5. The controlling person is always questioning your motives. (I John 2:17) Another not-so-obvious way to control is for the controller to continually question the motives of the person they control, so the victim is never sure of themselves and, thus, always on shaky spiritual and emotional ground. This can result in the victim actually looking up to the controller as a role model for godliness and purity, putting the controller in the driver’s seat once again!


6. The controlling person is constantly putting you down. (Romans 12:3) Another form of control is when a person continually puts you down, calling you names and questioning the wisdom in the decisions you make. This can make the victim feel obligated to try harder to please the controller and trust their wisdom, so they are always letting the controller make the important decisions!

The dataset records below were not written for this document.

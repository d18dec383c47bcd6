//! sheetline CLI entry point.

use std::process::ExitCode;

use clap::Parser;

use sheetline_client::cli::{Cli, Command, ConfigAction};
use sheetline_client::commands;
use sheetline_client::config::ClientConfig;
use sheetline_client::error::ClientResult;
use sheetline_core::tracing::{TracingConfig, init_tracing};

#[tokio::main]
async fn main() -> ExitCode {
    let cli = Cli::parse();

    // Initialize tracing
    let tracing_config = if cli.debug {
        TracingConfig::cli_debug()
    } else {
        TracingConfig::default()
    };
    if let Err(e) = init_tracing(tracing_config) {
        eprintln!("warning: {}", e);
    }

    // Run the command
    match run(cli).await {
        Ok(()) => ExitCode::SUCCESS,
        Err(e) => {
            eprintln!("error: {}", e);
            ExitCode::FAILURE
        }
    }
}

async fn run(cli: Cli) -> ClientResult<()> {
    // Load configuration
    let (config, config_path) = match cli.config {
        Some(ref path) => (ClientConfig::load_from(path)?, path.clone()),
        None => (ClientConfig::load()?, ClientConfig::default_path()),
    };
    let pretty = cli.pretty(config.output.pretty);

    match cli.command {
        Command::Build { ref url } => commands::build::run(url, &config, pretty).await,
        Command::Convert { ref input } => commands::convert::run(input, pretty).await,
        Command::Locate { ref url } => commands::locate::run(url, &config),
        Command::Config { ref action } => match action {
            ConfigAction::Dump => commands::config::dump(&config, &config_path),
            ConfigAction::Path => commands::config::path(&config_path),
        },
    }
}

7. The controlling person is used to always having their way. (Philippians 2:4) Usually in a healthy marriage or friendship, there is give and take; sometimes the husband has his way and sometimes the wife has her way. But in a controlling relationship, the controller is always jockeying to have their way. Or they will allow you to have your way in many minor things so that in all major things, they will always have the final say.

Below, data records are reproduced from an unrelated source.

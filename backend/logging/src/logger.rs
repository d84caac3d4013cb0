//! Structured Logger
//!
//! Wraps `tracing` with environment-based level control, a console layer and
//! an optional daily-rolling NDJSON file.

use std::path::PathBuf;

use anyhow::{Context, Result};
use tracing_appender::rolling::{RollingFileAppender, Rotation};
use tracing_subscriber::fmt::writer::BoxMakeWriter;
use tracing_subscriber::{EnvFilter, fmt, layer::SubscriberExt, util::SubscriberInitExt};

/// File name prefix inside the log directory; the appender adds `.YYYY-MM-DD`.
pub const LOG_FILE_PREFIX: &str = "univaegis.log";

#[derive(Debug, Clone)]
pub struct LogOptions {
    /// Filter used when `RUST_LOG` is unset.
    pub level: String,
    /// Rolling file output directory. Console only when `None`.
    pub dir: Option<PathBuf>,
    /// JSON lines on the console instead of the human-readable format.
    pub json: bool,
    /// Console output goes to stderr, keeping stdout for command results.
    pub stderr: bool,
}

impl Default for LogOptions {
    fn default() -> Self {
        Self {
            level: "info".to_string(),
            dir: None,
            json: false,
            stderr: false,
        }
    }
}

/// Build the filter: `RUST_LOG` wins, then the configured level, then "info".
pub fn build_filter(level: &str) -> EnvFilter {
    EnvFilter::try_from_default_env()
        .or_else(|_| EnvFilter::try_new(level))
        .unwrap_or_else(|_| EnvFilter::new("info"))
}

/// Initialize the global structured logger.
///
/// Installing twice is harmless; the second call leaves the first subscriber
/// in place.
pub fn init_logger(options: &LogOptions) -> Result<()> {
    let env_filter = build_filter(&options.level);

    let file_layer = match &options.dir {
        Some(dir) => {
            std::fs::create_dir_all(dir)
                .with_context(|| format!("Failed to create log directory: {}", dir.display()))?;
            let file_appender = RollingFileAppender::new(Rotation::DAILY, dir, LOG_FILE_PREFIX);
            Some(
                fmt::layer()
                    .json()
                    .with_writer(file_appender)
                    .with_ansi(false),
            )
        }
        None => None,
    };

    let console_writer = || {
        if options.stderr {
            BoxMakeWriter::new(std::io::stderr)
        } else {
            BoxMakeWriter::new(std::io::stdout)
        }
    };
    let json_console = options.json.then(|| {
        fmt::layer()
            .json()
            .with_writer(console_writer())
            .with_ansi(false)
    });
    let text_console = (!options.json).then(|| {
        fmt::layer()
            .with_writer(console_writer())
            .with_target(false)
            .with_ansi(true)
    });

    let _ = tracing_subscriber::registry()
        .with(env_filter)
        .with(json_console)
        .with(text_console)
        .with(file_layer)
        .try_init();
    Ok(())
}
//! Field extraction over OCR fragments.

use aegis_core::{ExtractedRecord, TextFragments};
use tracing::debug;

use crate::balance::extract_balance;
use crate::confidence::confidence_score;
use crate::grade::extract_grade;
use crate::name::extract_name;

/// Pull grade, name and balance out of a document's text and score the pass.
///
/// Never fails: a field that cannot be found, or whose candidate fails
/// validation, is left as `None`. The same fragments always produce the same
/// record.
pub fn extract_fields(fragments: &TextFragments) -> ExtractedRecord {
    let raw_text = fragments.join_spaced();
    let raw_text_multiline = fragments.join_lines();

    let mut record = ExtractedRecord {
        grade: extract_grade(&raw_text),
        name: extract_name(&raw_text_multiline),
        balance: extract_balance(&raw_text),
        raw_text,
        raw_text_multiline,
        confidence_score: 0.0,
    };
    record.confidence_score = confidence_score(&record.raw_text, record.fields_found());

    debug!(
        fragments = fragments.len(),
        fields_found = record.fields_found(),
        confidence = record.confidence_score,
        "Extracted document fields"
    );
    record
}
use aegis_core::{EligibilityRequest, EligibilityResult, ScoreInput};
use tracing::debug;

use crate::criteria::{grade_criterion, test_score_criterion};
use crate::policy::EligibilityPolicy;

/// Decide eligibility from a grade and a test score.
///
/// Total over its inputs: missing or malformed values fail their criterion
/// and are explained in `reasons`, never reported as errors. Both criteria
/// must pass; the grade reason always precedes the test-score reason.
pub fn evaluate(
    grade: Option<&ScoreInput>,
    test_score: Option<&ScoreInput>,
    policy: &EligibilityPolicy,
) -> EligibilityResult {
    let grade_outcome = grade_criterion(grade, policy);
    let test_outcome = test_score_criterion(test_score, policy);

    let eligible = grade_outcome.passed && test_outcome.passed;
    debug!(
        eligible,
        grade_passed = grade_outcome.passed,
        test_passed = test_outcome.passed,
        "Evaluated eligibility"
    );

    EligibilityResult {
        eligible,
        reasons: vec![grade_outcome.reason, test_outcome.reason],
    }
}

pub fn evaluate_request(request: &EligibilityRequest, policy: &EligibilityPolicy) -> EligibilityResult {
    evaluate(
        request.extracted_gpa.as_ref(),
        request.ielts_score.as_ref(),
        policy,
    )
}
//! Config file location and loading.

use crate::schema::AegisConfig;
use anyhow::{Context, Result};
use std::path::{Path, PathBuf};
use tokio::fs;
use tracing::{debug, info};

/// Default config file name within the config directory.
const CONFIG_FILE_NAME: &str = "config.yaml";

/// Environment variable naming the config directory.
pub const CONFIG_DIR_ENV: &str = "AEGIS_CONFIG_DIR";

/// Resolve the config directory.
/// Priority: `AEGIS_CONFIG_DIR` env > `~/.univaegis/`
pub fn config_dir() -> PathBuf {
    if let Ok(dir) = std::env::var(CONFIG_DIR_ENV) {
        if !dir.trim().is_empty() {
            return PathBuf::from(dir);
        }
    }
    match dirs::home_dir() {
        Some(home) => home.join(".univaegis"),
        None => PathBuf::from(".univaegis"),
    }
}

/// Resolve the full path to the main config file.
pub fn config_file_path(config_dir: &Path) -> PathBuf {
    config_dir.join(CONFIG_FILE_NAME)
}

/// Load and parse the config from disk.
///
/// Returns `Ok(Default::default())` if the file doesn't exist.
pub async fn load_config(path: &Path) -> Result<AegisConfig> {
    if !fs::try_exists(path).await.unwrap_or(false) {
        debug!(path = %path.display(), "Config file does not exist; using defaults");
        return Ok(AegisConfig::default());
    }

    let raw = fs::read_to_string(path)
        .await
        .with_context(|| format!("Failed to read config file: {}", path.display()))?;

    let config = parse_config(&raw)
        .with_context(|| format!("Failed to parse config YAML at: {}", path.display()))?;

    info!(path = %path.display(), "Loaded config");
    Ok(config)
}

/// Parse config YAML. An empty document yields the default config.
pub fn parse_config(raw: &str) -> Result<AegisConfig> {
    if raw.trim().is_empty() {
        return Ok(AegisConfig::default());
    }
    Ok(serde_yaml::from_str(raw)?)
}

8. The controlling person walks away from their responsibilities as a way to manipulate others. (Matthew 23:10-12) Another way controllers have their way is to actually walk away from their responsibilities at the worst possible time if they don’t get their way, thus almost blackmailing a spouse, business partner or fellow minister into letting them have their way. For example, when walking away or threatening to walk away right before or in the midst of an important meeting, the victim will agree to almost any demands so as to complete the task at hand to avoid humiliation. This is a very common form of control.


9. The controlling person finds ways to impose their will in every situation. (Phil 2: 3,4) The underlying essence of all controllers is their desire to impose their will and agenda in every situation they deem meaningful. They may have numerous different ways they do so, but the end result is always the same: Ultimately, they get their way!


10. The controlling person threatens to end the relationship. (Eph 5:22-33) Especially in a marriage or dating situation, a controller continually threatens divorce or to walk away from the relationship once they see that the victim will cave in! This is especially true when the controlling spouse is married to a pastor or prominent elected official who could have their career go down the tubes if their controlling spouse actually follows through and walks away, which doesn’t really happen in most cases.


11. The controlling person threatens to commit suicide. (Psalm 139:16) In extreme cases, a spouse, close friend or family member may threaten suicide if they deem that it will get them care or attention or enable them to have their way. In most cases, they will never kill themselves if given the real chance, but they will play on the emotional strings of the victim who loves them and will continually give in to them to stop them from seemingly ending their life.


12. The controlling person withholds physical affection. (ICor 7:5, Matt 19:5, Prov 18:22) Many times a woman in a relationship with a man will use the power of sex to manipulate and get what they want from a man. Women usually aren’t stupid enough or as desperate for sex as men are to fall for this old-fashioned technique!